検察官任官者に思う。

司法修習を終えた新任検事74人が22日、東京・霞が関の法務省で、上川陽子法相から辞令を受け取った。全体の39%の29人が女性だったそうだ。
 法務省人事課によると、新任検事の年齢は23~33歳、平均26.8歳だったそうだ。出身法科大学院は、慶應12、早稲田9、中央・東大各7、京大6の順らしい。予備試験の合格者は、昨年より2人増の4人だったとのことだ。

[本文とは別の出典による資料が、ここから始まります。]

use std::collections::HashMap;
use std::sync::{Mutex, PoisonError};

use chrono::{DateTime, Duration, Utc};
use serde::Serialize;
use uuid::Uuid;

use super::booking_store::BookingStore;

#[derive(Clone, Debug, PartialEq, Eq, Serialize)]
#[serde(rename_all = "lowercase")]
pub enum FlashKind {
    Success,
    Error,
    Info,
}

/// One-shot message shown on the next page render.
#[derive(Clone, Debug, PartialEq, Eq, Serialize)]
pub struct Flash {
    pub kind: FlashKind,
    pub message: String,
}

impl Flash {
    pub fn success(message: impl Into<String>) -> Self {
        Self { kind: FlashKind::Success, message: message.into() }
    }

    pub fn error(message: impl Into<String>) -> Self {
        Self { kind: FlashKind::Error, message: message.into() }
    }

    pub fn info(message: impl Into<String>) -> Self {
        Self { kind: FlashKind::Info, message: message.into() }
    }
}

#[derive(Debug)]
pub struct Session {
    pub bookings: BookingStore,
    pub flash: Option<Flash>,
    last_seen: DateTime<Utc>,
}

impl Session {
    fn new(now: DateTime<Utc>) -> Self {
        Self {
            bookings: BookingStore::new(),
            flash: None,
            last_seen: now,
        }
    }

    pub fn take_flash(&mut self) -> Option<Flash> {
        self.flash.take()
    }
}

#[derive(Clone, Copy, Debug, PartialEq, Eq)]
pub struct SessionHandle {
    pub id: Uuid,
    /// True when the session was minted by this request and the client has
    /// not been told its id yet.
    pub is_new: bool,
}

/// Owns every live session. Each session exclusively owns its booking store;
/// nothing is shared between sessions.
pub struct SessionRegistry {
    sessions: Mutex<HashMap<Uuid, Session>>,
    idle_ttl: Duration,
}

impl SessionRegistry {
    pub fn new(idle_ttl: Duration) -> Self {
        Self {
            sessions: Mutex::new(HashMap::new()),
            idle_ttl,
        }
    }

    pub fn resolve(&self, requested: Option<Uuid>) -> SessionHandle {
        self.resolve_at(requested, Utc::now())
    }

    pub fn resolve_at(&self, requested: Option<Uuid>, now: DateTime<Utc>) -> SessionHandle {
        let mut sessions = self.sessions.lock().unwrap_or_else(PoisonError::into_inner);

        let before = sessions.len();
        sessions.retain(|_, s| now - s.last_seen <= self.idle_ttl);
        let expired = before - sessions.len();
        if expired > 0 {
            tracing::info!(expired, "dropped idle sessions");
        }

        if let Some(id) = requested {
            if let Some(session) = sessions.get_mut(&id) {
                session.last_seen = now;
                return SessionHandle { id, is_new: false };
            }
        }

        let id = Uuid::new_v4();
        sessions.insert(id, Session::new(now));
        tracing::debug!(session = %id, "session created");
        SessionHandle { id, is_new: true }
    }

    /// Runs `f` with exclusive access to the session. A session that vanished
    /// since it was resolved is recreated empty.
    pub fn with_session<R>(&self, id: Uuid, f: impl FnOnce(&mut Session) -> R) -> R {
        let mut sessions = self.sessions.lock().unwrap_or_else(PoisonError::into_inner);
        let session = sessions
            .entry(id)
            .or_insert_with(|| Session::new(Utc::now()));
        f(session)
    }

    pub fn len(&self) -> usize {
        self.sessions
            .lock()
            .unwrap_or_else(PoisonError::into_inner)
            .len()
    }

    pub fn is_empty(&self) -> bool {
        self.len() == 0
    }
}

 報道が正しいとすれば、新任検事の実数は昨年の82人より8名減少したことになる。
 私が注目するのは、予備試験ルートの合格者が任検者に含まれている点だ。

 そもそも法科大学院側は、法曹としての必須の能力をプロセスによる教育で身に付けさせる必要があると主張してきた。その反面、法科大学院卒業者の司法試験受験制限の理由として、法科大学院のプロセスで身につくものは5年で失われるから5年で3回の受験制限をしても良いと説明してきた。この、ほぼ完全に矛盾する説明を法科大学院擁護派の学者が真面目に主張したこと自体、噴飯ものだが実務はもっと冷ややかだ。

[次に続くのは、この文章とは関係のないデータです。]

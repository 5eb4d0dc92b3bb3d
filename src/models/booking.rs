use chrono::{NaiveDate, NaiveDateTime};
use serde::{Deserialize, Serialize};
use uuid::Uuid;

#[derive(Debug, Clone, Serialize, Deserialize, PartialEq)]
pub struct Booking {
    pub id: Uuid,
    pub guest: String,
    pub check_in: NaiveDate,
    pub check_out: NaiveDate,
    pub room_type: RoomType,
    pub notes: String,
    pub created_at: NaiveDateTime,
    pub status: BookingStatus,
}

#[derive(Debug, Clone, Copy, Serialize, Deserialize, PartialEq, Eq)]
pub enum RoomType {
    Single,
    Double,
    Deluxe,
    Suite,
}

impl RoomType {
    pub const ALL: [RoomType; 4] = [
        RoomType::Single,
        RoomType::Double,
        RoomType::Deluxe,
        RoomType::Suite,
    ];

    pub fn as_str(&self) -> &'static str {
        match self {
            RoomType::Single => "Single",
            RoomType::Double => "Double",
            RoomType::Deluxe => "Deluxe",
            RoomType::Suite => "Suite",
        }
    }

    pub fn parse(s: &str) -> Option<Self> {
        let s = s.trim();
        Self::ALL
            .into_iter()
            .find(|t| t.as_str().eq_ignore_ascii_case(s))
    }
}

#[derive(Debug, Clone, Copy, Serialize, Deserialize, PartialEq, Eq)]
pub enum BookingStatus {
    Confirmed,
    #[serde(rename = "Checked-in")]
    CheckedIn,
    #[serde(rename = "Checked-out")]
    CheckedOut,
}

impl BookingStatus {
    pub fn as_str(&self) -> &'static str {
        match self {
            BookingStatus::Confirmed => "Confirmed",
            BookingStatus::CheckedIn => "Checked-in",
            BookingStatus::CheckedOut => "Checked-out",
        }
    }
}

#[derive(Debug, Clone, Copy, Serialize, Deserialize, PartialEq, Eq)]
#[serde(rename_all = "snake_case")]
pub enum BookingAction {
    Delete,
    MarkCheckedIn,
    MarkCheckedOut,
}

impl BookingAction {
    pub const ALL: [BookingAction; 3] = [
        BookingAction::Delete,
        BookingAction::MarkCheckedIn,
        BookingAction::MarkCheckedOut,
    ];

    /// Parses the action selector of the manage form. `"none"` (and an empty
    /// value) is the presentation-level no-op and yields `Ok(None)`.
    pub fn parse_choice(s: &str) -> Result<Option<Self>, String> {
        match s.trim().to_ascii_lowercase().as_str() {
            "" | "none" => Ok(None),
            "delete" => Ok(Some(BookingAction::Delete)),
            "mark_checked_in" | "mark as checked-in" => Ok(Some(BookingAction::MarkCheckedIn)),
            "mark_checked_out" | "mark as checked-out" => Ok(Some(BookingAction::MarkCheckedOut)),
            other => Err(format!("unknown action: {other}")),
        }
    }

    pub fn label(&self) -> &'static str {
        match self {
            BookingAction::Delete => "Delete",
            BookingAction::MarkCheckedIn => "Mark as Checked-in",
            BookingAction::MarkCheckedOut => "Mark as Checked-out",
        }
    }

    pub fn as_str(&self) -> &'static str {
        match self {
            BookingAction::Delete => "delete",
            BookingAction::MarkCheckedIn => "mark_checked_in",
            BookingAction::MarkCheckedOut => "mark_checked_out",
        }
    }
}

 以前のブログにも書いたが、大手法律事務所はこぞって予備試験合格者を優遇する就職説明会を開いていた。
http://www.idea-law.jp/sakano/blog/archives/2014/01/24.html

 最近は、弁護士会からの圧力か、あまり目立たないようになってはいるが、大きな声では言えないが予備試験組を採用したいというニーズは、今でもあちらこちらで聞かされる。

 そして、法務省も法科大学院を経由しない予備試験ルートで司法試験に合格した司法修習生を法曹適格者として検事に任命しているのだ。裁判官にも予備試験ルートの司法修習生が採用されていたのなら、最高裁も予備試験ルートの司法修習生を法曹適格者として認定していることになるだろう(これは現段階では未確認。)。

 これは即ち、現場サイド(少なくとも大手法律事務所、法務省)から見れば、法曹適格者として必須の資質は、何も法科大学院でプロセスを経た教育を受けなくても身に付けることができるということである。法科大学院のお金と時間のかかる教育を受けなくても法曹適格者としての必須の資質が身につくのであれば、なにも、時間と費用を掛けてしかも税金まで大量に投入して法科大学院を維持する必要などないではないか。

 お金と時間と税金を掛けて、素晴らしい製品を生み出していると、ある企業がいくら必死に主張しても、その製品が実務に受け入れられないばかりか、お金も時間も税金もかからずに同じ製品が生み出せるとするならば、その企業は無用の長物であるどころか、むしろ税金を食いつぶすだけ有害な存在である。

 少なくとも撤退する法科大学院は、投入して頂いた税金を国民の皆様にお返しするくらいの気持ちでいて欲しいものである。撤退しない法科大学院は、せめて予備試験組の司法試験合格率に近い合格率を出せるよう、必死にやって頂きたいものである。